Does Air India still need to keep flying?

Ashwini Phadnis New Delhi | Updated on April 19, 2019 Published on April 19, 2019

Air India is yet to fully recover from a ₹5,765-crore loss in FY17

Funds pumped in state carrier could have saved Kingfisher, Jet Airways: experts

Even after private airlines were allowed to re-enter the Indian aviation space in the early 1990s, State-owned carrier Air India has remained a constant in the sector, despite having its own share of ups and downs.

The airline is still reeling under a financial loss of ₹5,765 crore recorded in fiscal 2017.

Saving private airlines

With Jet Airways temporarily stopping its operations on April 10, the question being raised now is whether Air India is really required — given the price paid by the government to keep it afloat — while smaller players are forced to shut down with much smaller losses?

According to some analysts and experts, there is no need for the government to keep pumping in money into the Maharaja.

Their logic is simple – if half the funds pumped into Air India over the years were given to Kingfisher (which shut down in 2012 with losses of over ₹8,000 crore) or Jet Airways (whose loss is over ₹3,000 crore), the country would have had two airlines with comparatively better service quality and fleet.

“There is no need for Air India. It is serving the needs of a few,” said a former bureaucrat in the Civil Aviation Ministry.

Political influence

Gustav Baldauf, who has worked in both Air India and Jet Airways, probably summed it up best.

Although his tenure in Jet Airways was challenging, there was much to learn. He was proud to be a part of its vision.

“It was so different to Air India where political influence kills every innovation and personal engagement,” he said.

Baldauf worked with Air India as COO in 2010-11. Before that, he was with Jet Airways during 2005-07 as Vice-President, Flight Operations.

Divestment necessary

There are many other reasons for privatising Air India. This approach is also endorsed by the Vision 2040 for the Civil Aviation Industry report, jointly authored by FICCI and KPMG in January this year.

It pointed out that the purchase of Air India by a strong investor group is critical for India to achieve global hub status.

The document adds that despite the government’s significant efforts, the much-delayed privatisation of Air India will lead to mounting losses for the airline in FY19.

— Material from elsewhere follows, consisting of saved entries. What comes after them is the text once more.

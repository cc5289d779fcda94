use chrono::{DateTime, Utc};
use mongodb::bson::oid::ObjectId;
use serde::{Deserialize, Serialize};
use validator::{Validate, ValidationError};

use super::{bson_datetime_as_chrono, hex_ids};

pub const SECTIONS_COLLECTION: &str = "sections";

/// A roster of students with a fixed capacity and a session window
#[derive(Debug, Clone, Serialize, Deserialize)]
pub struct Section {
    #[serde(rename = "_id", skip_serializing_if = "Option::is_none")]
    pub id: Option<ObjectId>,
    pub school_id: ObjectId,
    pub name: String,
    pub capacity: u32,
    #[serde(default)]
    pub students: Vec<ObjectId>,
    #[serde(with = "bson_datetime_as_chrono")]
    pub session_start: DateTime<Utc>,
    #[serde(with = "bson_datetime_as_chrono")]
    pub session_end: DateTime<Utc>,
    #[serde(default = "default_active")]
    pub is_active: bool,
    #[serde(rename = "createdAt", with = "bson_datetime_as_chrono")]
    pub created_at: DateTime<Utc>,
    #[serde(rename = "updatedAt", with = "bson_datetime_as_chrono")]
    pub updated_at: DateTime<Utc>,
}

fn default_active() -> bool {
    true
}

impl Section {
    pub fn seats_left(&self) -> u32 {
        self.capacity.saturating_sub(self.students.len() as u32)
    }

    pub fn is_full(&self) -> bool {
        self.seats_left() == 0
    }

    pub fn has_student(&self, student_id: &ObjectId) -> bool {
        self.students.contains(student_id)
    }

    pub fn session_expired(&self, now: DateTime<Utc>) -> bool {
        self.session_end < now
    }
}

/// Session windows must close after they open
pub fn validate_session_window(
    start: DateTime<Utc>,
    end: DateTime<Utc>,
) -> Result<(), ValidationError> {
    if end <= start {
        let mut err = ValidationError::new("session_window");
        err.message = Some("session_end must be after session_start".into());
        return Err(err);
    }
    Ok(())
}

#[derive(Debug, Serialize)]
pub struct SectionResponse {
    pub id: String,
    pub school_id: String,
    pub name: String,
    pub capacity: u32,
    pub seats_left: u32,
    pub students: Vec<String>,
    pub session_start: DateTime<Utc>,
    pub session_end: DateTime<Utc>,
    pub is_active: bool,
    pub created_at: DateTime<Utc>,
}

impl From<Section> for SectionResponse {
    fn from(section: Section) -> Self {
        SectionResponse {
            id: section.id.map(|id| id.to_hex()).unwrap_or_default(),
            school_id: section.school_id.to_hex(),
            seats_left: section.seats_left(),
            students: hex_ids(&section.students),
            name: section.name,
            capacity: section.capacity,
            session_start: section.session_start,
            session_end: section.session_end,
            is_active: section.is_active,
            created_at: section.created_at,
        }
    }
}

#[derive(Debug, Clone, Deserialize, Validate)]
pub struct CreateSectionRequest {
    /// Required for platform admins; defaults to the caller's school otherwise
    pub school_id: Option<String>,

    #[validate(length(
        min = 1,
        max = 100,
        message = "Name must be between 1 and 100 characters"
    ))]
    pub name: String,

    #[validate(range(min = 1, max = 1000, message = "Capacity must be between 1 and 1000"))]
    pub capacity: u32,

    pub session_start: DateTime<Utc>,

    pub session_end: DateTime<Utc>,
}

#[derive(Debug, Clone, Deserialize, Validate)]
pub struct UpdateSectionRequest {
    #[validate(length(
        min = 1,
        max = 100,
        message = "Name must be between 1 and 100 characters"
    ))]
    pub name: Option<String>,

    #[validate(range(min = 1, max = 1000, message = "Capacity must be between 1 and 1000"))]
    pub capacity: Option<u32>,

    pub session_start: Option<DateTime<Utc>>,

    pub session_end: Option<DateTime<Utc>>,

    pub is_active: Option<bool>,
}

#[derive(Debug, Clone, Deserialize)]
pub struct AddStudentRequest {
    pub student_id: String,
}

#[derive(Debug, Clone, Deserialize)]
pub struct ListSectionsQuery {
    pub school_id: Option<String>,
    pub is_active: Option<bool>,
    pub limit: Option<u32>,
    pub offset: Option<u32>,
}

#[cfg(test)]
mod tests {
    use super::*;
    use chrono::Duration;

    fn section(capacity: u32, students: usize) -> Section {
        let now = Utc::now();
        Section {
            id: Some(ObjectId::new()),
            school_id: ObjectId::new(),
            name: "Grade 7 - A".to_string(),
            capacity,
            students: (0..students).map(|_| ObjectId::new()).collect(),
            session_start: now - Duration::days(30),
            session_end: now + Duration::days(30),
            is_active: true,
            created_at: now,
            updated_at: now,
        }
    }

    #[test]
    fn test_seats_left_never_underflows() {
        assert_eq!(section(30, 12).seats_left(), 18);
        assert!(section(2, 2).is_full());
        // roster may exceed capacity after a manual edit; still reports full
        assert_eq!(section(2, 5).seats_left(), 0);
    }

    #[test]
    fn test_session_window_validation() {
        let now = Utc::now();
        assert!(validate_session_window(now, now + Duration::days(1)).is_ok());
        assert!(validate_session_window(now, now).is_err());
        assert!(validate_session_window(now, now - Duration::hours(1)).is_err());
    }

    #[test]
    fn test_session_expiry() {
        let s = section(10, 0);
        assert!(!s.session_expired(Utc::now()));
        assert!(s.session_expired(Utc::now() + Duration::days(31)));
    }
}
use axum::{
    extract::{Request, State},
    http::HeaderMap,
    middleware::Next,
    response::Response,
};
use jsonwebtoken::{decode, encode, errors::ErrorKind, DecodingKey, EncodingKey, Header, Validation};
use mongodb::bson::oid::ObjectId;
use serde::{Deserialize, Serialize};
use std::sync::Arc;

use crate::error::{ApiError, ServiceError};
use crate::metrics::AUTH_FAILURES_TOTAL;
use crate::models::user::{Permission, User, UserRole};
use crate::services::AppState;

#[derive(Debug, Serialize, Deserialize, Clone)]
pub struct JwtClaims {
    pub sub: String, // user_id
    pub role: UserRole,
    #[serde(default)]
    pub permissions: Vec<Permission>,
    #[serde(default, skip_serializing_if = "Option::is_none")]
    pub school_id: Option<String>,
    pub exp: usize,
    pub iat: usize,
}

/// Allow-list of roles plus an optional capability that also grants access.
/// Admins always pass.
#[derive(Debug)]
pub struct AccessRule {
    pub roles: &'static [UserRole],
    pub permission: Option<Permission>,
}

impl AccessRule {
    pub const fn new(roles: &'static [UserRole], permission: Option<Permission>) -> Self {
        Self { roles, permission }
    }
}

pub const ADMIN_ONLY: AccessRule = AccessRule::new(&[], None);
pub const MANAGE_USERS: AccessRule = AccessRule::new(&[], Some(Permission::ManageUsers));
pub const VIEW_DIRECTORY: AccessRule = AccessRule::new(
    &[UserRole::Faculty, UserRole::Teacher],
    Some(Permission::ManageUsers),
);
pub const MANAGE_SCHOOLS: AccessRule = AccessRule::new(&[], Some(Permission::ManageSchools));
pub const MANAGE_SECTIONS: AccessRule =
    AccessRule::new(&[UserRole::Faculty], Some(Permission::ManageSections));
pub const MANAGE_COURSES: AccessRule =
    AccessRule::new(&[UserRole::Faculty], Some(Permission::ManageCourses));
pub const MANAGE_ASSIGNMENTS: AccessRule = AccessRule::new(
    &[UserRole::Faculty, UserRole::Teacher],
    Some(Permission::ManageAssignments),
);
pub const GRADE_SUBMISSIONS: AccessRule = AccessRule::new(
    &[UserRole::Faculty, UserRole::Teacher],
    Some(Permission::GradeSubmissions),
);
pub const MANAGE_QUIZZES: AccessRule = AccessRule::new(
    &[UserRole::Faculty, UserRole::Teacher],
    Some(Permission::ManageQuizzes),
);
pub const MARK_ATTENDANCE: AccessRule = AccessRule::new(
    &[UserRole::Faculty, UserRole::Teacher],
    Some(Permission::MarkAttendance),
);
pub const MANAGE_TIMETABLE: AccessRule =
    AccessRule::new(&[UserRole::Faculty], Some(Permission::ManageTimetable));
pub const SEND_NOTIFICATIONS: AccessRule = AccessRule::new(
    &[UserRole::Faculty, UserRole::Teacher],
    Some(Permission::SendNotifications),
);
pub const MANAGE_PAYMENTS: AccessRule = AccessRule::new(&[], Some(Permission::ManagePayments));
pub const MANAGE_SETTINGS: AccessRule = AccessRule::new(&[], Some(Permission::ManageSettings));

impl JwtClaims {
    pub fn for_user(user: &User, ttl_seconds: i64) -> Self {
        let now = chrono::Utc::now().timestamp();
        Self {
            sub: user.id.map(|id| id.to_hex()).unwrap_or_default(),
            role: user.role,
            permissions: user.permissions.clone(),
            school_id: user.school_id.map(|id| id.to_hex()),
            exp: (now + ttl_seconds) as usize,
            iat: now as usize,
        }
    }

    pub fn user_id(&self) -> Result<ObjectId, ServiceError> {
        ObjectId::parse_str(&self.sub)
            .map_err(|_| ServiceError::Unauthorized("Invalid token".to_string()))
    }

    pub fn school_oid(&self) -> Option<ObjectId> {
        self.school_id
            .as_deref()
            .and_then(|id| ObjectId::parse_str(id).ok())
    }

    pub fn is_admin(&self) -> bool {
        self.role == UserRole::Admin
    }

    pub fn is_student(&self) -> bool {
        self.role == UserRole::Student
    }

    pub fn has_permission(&self, permission: Permission) -> bool {
        self.permissions.contains(&permission)
    }

    pub fn allows(&self, rule: &AccessRule) -> bool {
        self.is_admin()
            || rule.roles.contains(&self.role)
            || rule
                .permission
                .map(|permission| self.has_permission(permission))
                .unwrap_or(false)
    }

    pub fn ensure(&self, rule: &AccessRule) -> Result<(), ServiceError> {
        if self.allows(rule) {
            Ok(())
        } else {
            Err(ServiceError::forbidden("Insufficient permissions"))
        }
    }

    /// Non-admin account that no school has claimed yet
    pub fn is_unassigned(&self) -> bool {
        !self.is_admin() && self.school_oid().is_none()
    }

    /// Tenant filter for queries. Platform admins (no school) may pick any
    /// school or none; everyone else is pinned to their own, and a
    /// non-admin without a school gets no scope at all.
    pub fn scope_school(
        &self,
        requested: Option<ObjectId>,
    ) -> Result<Option<ObjectId>, ServiceError> {
        match self.school_oid() {
            None if self.is_admin() => Ok(requested),
            None => Err(ServiceError::forbidden(
                "Account is not assigned to a school",
            )),
            Some(own) => match requested {
                Some(other) if other != own => {
                    Err(ServiceError::forbidden("Access to another school is denied"))
                }
                _ => Ok(Some(own)),
            },
        }
    }

    /// School for a record about to be created
    pub fn school_for_create(&self, requested: Option<ObjectId>) -> Result<ObjectId, ServiceError> {
        self.scope_school(requested)?
            .ok_or_else(|| ServiceError::validation("school_id is required"))
    }

    /// Rejects records that belong to a different tenant
    pub fn ensure_same_school(&self, record_school: Option<ObjectId>) -> Result<(), ServiceError> {
        match (self.school_oid(), record_school) {
            (Some(own), Some(other)) if own != other => {
                Err(ServiceError::not_found("Resource not found"))
            }
            (None, Some(_)) if !self.is_admin() => {
                Err(ServiceError::not_found("Resource not found"))
            }
            _ => Ok(()),
        }
    }
}

#[derive(Debug, thiserror::Error)]
pub enum AuthError {
    #[error("Missing authorization token")]
    MissingToken,
    #[error("Token expired")]
    ExpiredToken,
    #[error("Invalid token")]
    InvalidToken,
}

impl AuthError {
    fn reason(&self) -> &'static str {
        match self {
            AuthError::MissingToken => "missing",
            AuthError::ExpiredToken => "expired",
            AuthError::InvalidToken => "invalid",
        }
    }
}

impl From<AuthError> for ApiError {
    fn from(err: AuthError) -> Self {
        AUTH_FAILURES_TOTAL.with_label_values(&[err.reason()]).inc();
        ApiError::Unauthorized(err.to_string())
    }
}

#[derive(Clone)]
pub struct JwtService {
    encoding_key: EncodingKey,
    decoding_key: DecodingKey,
}

impl JwtService {
    pub fn new(secret: &str) -> Self {
        Self {
            encoding_key: EncodingKey::from_secret(secret.as_bytes()),
            decoding_key: DecodingKey::from_secret(secret.as_bytes()),
        }
    }

    pub fn generate_token(&self, claims: &JwtClaims) -> anyhow::Result<String> {
        Ok(encode(&Header::default(), claims, &self.encoding_key)?)
    }

    pub fn validate_token(&self, token: &str) -> Result<JwtClaims, AuthError> {
        let validation = Validation::default();

        decode::<JwtClaims>(token, &self.decoding_key, &validation)
            .map(|data| data.claims)
            .map_err(|e| match e.kind() {
                ErrorKind::ExpiredSignature => AuthError::ExpiredToken,
                _ => AuthError::InvalidToken,
            })
    }
}

pub fn bearer_token(headers: &HeaderMap) -> Option<&str> {
    headers
        .get("authorization")
        .and_then(|v| v.to_str().ok())
        .and_then(|v| v.strip_prefix("Bearer "))
        .map(str::trim)
        .filter(|token| !token.is_empty())
}

/// Validates the bearer token and stores the claims for handlers
pub async fn auth_middleware(
    State(state): State<Arc<AppState>>,
    headers: HeaderMap,
    mut request: Request,
    next: Next,
) -> Result<Response, ApiError> {
    let token = bearer_token(&headers).ok_or(AuthError::MissingToken)?;

    let claims = state.jwt.validate_token(token).map_err(|e| {
        tracing::warn!(path = %request.uri().path(), error = %e, "JWT validation failed");
        e
    })?;

    tracing::debug!(user_id = %claims.sub, role = claims.role.as_str(), "Authenticated");

    request.extensions_mut().insert(claims);

    Ok(next.run(request).await)
}

/// Router-level allow-list check; pair with `from_fn_with_state(&RULE, access_guard)`
pub async fn access_guard(
    State(rule): State<&'static AccessRule>,
    request: Request,
    next: Next,
) -> Result<Response, ApiError> {
    match request.extensions().get::<JwtClaims>() {
        Some(claims) if claims.allows(rule) => Ok(next.run(request).await),
        Some(claims) => {
            tracing::warn!(
                user_id = %claims.sub,
                role = claims.role.as_str(),
                path = %request.uri().path(),
                "Access denied"
            );
            Err(ApiError::forbidden("Insufficient permissions"))
        }
        None => Err(AuthError::MissingToken.into()),
    }
}

#[cfg(test)]
mod tests {
    use super::*;

    fn claims(role: UserRole, permissions: Vec<Permission>) -> JwtClaims {
        let now = chrono::Utc::now().timestamp();
        JwtClaims {
            sub: ObjectId::new().to_hex(),
            role,
            permissions,
            school_id: None,
            exp: (now + 3600) as usize,
            iat: now as usize,
        }
    }

    #[test]
    fn test_jwt_generation_and_validation() {
        let service = JwtService::new("test-secret");
        let original = claims(UserRole::Teacher, vec![Permission::ManageQuizzes]);

        let token = service.generate_token(&original).unwrap();
        let validated = service.validate_token(&token).unwrap();

        assert_eq!(validated.sub, original.sub);
        assert_eq!(validated.role, UserRole::Teacher);
        assert_eq!(validated.permissions, vec![Permission::ManageQuizzes]);
    }

    #[test]
    fn test_expired_and_foreign_tokens_are_distinguished() {
        let service = JwtService::new("test-secret");
        let mut stale = claims(UserRole::Student, vec![]);
        stale.exp = (chrono::Utc::now().timestamp() - 3600) as usize;
        let token = service.generate_token(&stale).unwrap();
        assert!(matches!(
            service.validate_token(&token),
            Err(AuthError::ExpiredToken)
        ));

        let other = JwtService::new("other-secret");
        let token = other
            .generate_token(&claims(UserRole::Student, vec![]))
            .unwrap();
        assert!(matches!(
            service.validate_token(&token),
            Err(AuthError::InvalidToken)
        ));
        assert!(matches!(
            service.validate_token("garbage"),
            Err(AuthError::InvalidToken)
        ));
    }

    #[test]
    fn test_rule_allows_role_or_permission() {
        let teacher = claims(UserRole::Teacher, vec![]);
        assert!(teacher.allows(&MANAGE_QUIZZES));
        assert!(!teacher.allows(&MANAGE_SECTIONS));

        let student = claims(UserRole::Student, vec![]);
        assert!(!student.allows(&MANAGE_QUIZZES));

        let helper = claims(UserRole::Student, vec![Permission::MarkAttendance]);
        assert!(helper.allows(&MARK_ATTENDANCE));

        let admin = claims(UserRole::Admin, vec![]);
        assert!(admin.allows(&ADMIN_ONLY));
        assert!(admin.allows(&MANAGE_SETTINGS));
        assert!(!claims(UserRole::Faculty, vec![]).allows(&ADMIN_ONLY));
    }

    #[test]
    fn test_school_scoping() {
        let own = ObjectId::new();
        let other = ObjectId::new();

        let mut faculty = claims(UserRole::Faculty, vec![]);
        faculty.school_id = Some(own.to_hex());
        assert_eq!(faculty.scope_school(None).unwrap(), Some(own));
        assert_eq!(faculty.scope_school(Some(own)).unwrap(), Some(own));
        assert!(faculty.scope_school(Some(other)).is_err());
        assert!(faculty.ensure_same_school(Some(other)).is_err());

        let platform = claims(UserRole::Admin, vec![]);
        assert_eq!(platform.scope_school(Some(other)).unwrap(), Some(other));
        assert_eq!(platform.scope_school(None).unwrap(), None);
        assert!(platform.school_for_create(None).is_err());
    }

    #[test]
    fn test_unassigned_account_is_never_unscoped() {
        let other = ObjectId::new();

        let faculty = claims(UserRole::Faculty, vec![Permission::ManageUsers]);
        assert!(faculty.is_unassigned());
        assert!(faculty.scope_school(None).is_err());
        assert!(faculty.scope_school(Some(other)).is_err());
        assert!(faculty.school_for_create(Some(other)).is_err());
        assert!(faculty.ensure_same_school(Some(other)).is_err());
        assert!(faculty.ensure_same_school(None).is_ok());

        let teacher = claims(UserRole::Teacher, vec![]);
        assert!(matches!(
            teacher.scope_school(None),
            Err(ServiceError::Forbidden(_))
        ));

        let platform = claims(UserRole::Admin, vec![]);
        assert!(!platform.is_unassigned());
        assert!(platform.ensure_same_school(Some(other)).is_ok());
    }

    #[test]
    fn test_bearer_token_extraction() {
        let mut headers = HeaderMap::new();
        assert!(bearer_token(&headers).is_none());
        headers.insert("authorization", "Basic abc".parse().unwrap());
        assert!(bearer_token(&headers).is_none());
        headers.insert("authorization", "Bearer abc.def".parse().unwrap());
        assert_eq!(bearer_token(&headers), Some("abc.def"));
    }
}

“This may require further fund infusion from the exchequer. With no fleet expansion, Air India may see further fall in its domestic and international market share,” the report said.

However, the problem here is that the government’s attempts at divesting the Maharaja have been in vain twice.

No takers

Air India’s current avatar came into being in 2007, when the government merged the airline, which largely focussed on international operations, with Indian Airlines to form a single entity.

Since the merger, the government has had to pump in close to ₹30,000 crore to keep the airline afloat.

Over the years, the government has made two attempts at selling the airline. The first was during the last tenure of former Prime Minister Atal Bihari Vajpayee.

A former bureaucrat involved in the Ministry of Civil Aviation at the time recalls that an attempt to attract some large Indian corporate houses came to a naught, after one of the biggest business families in Mumbai declined to buy out the airline.

“We do not want to move away from our core competency,” the industrial house’s patriarch told the bureaucrat.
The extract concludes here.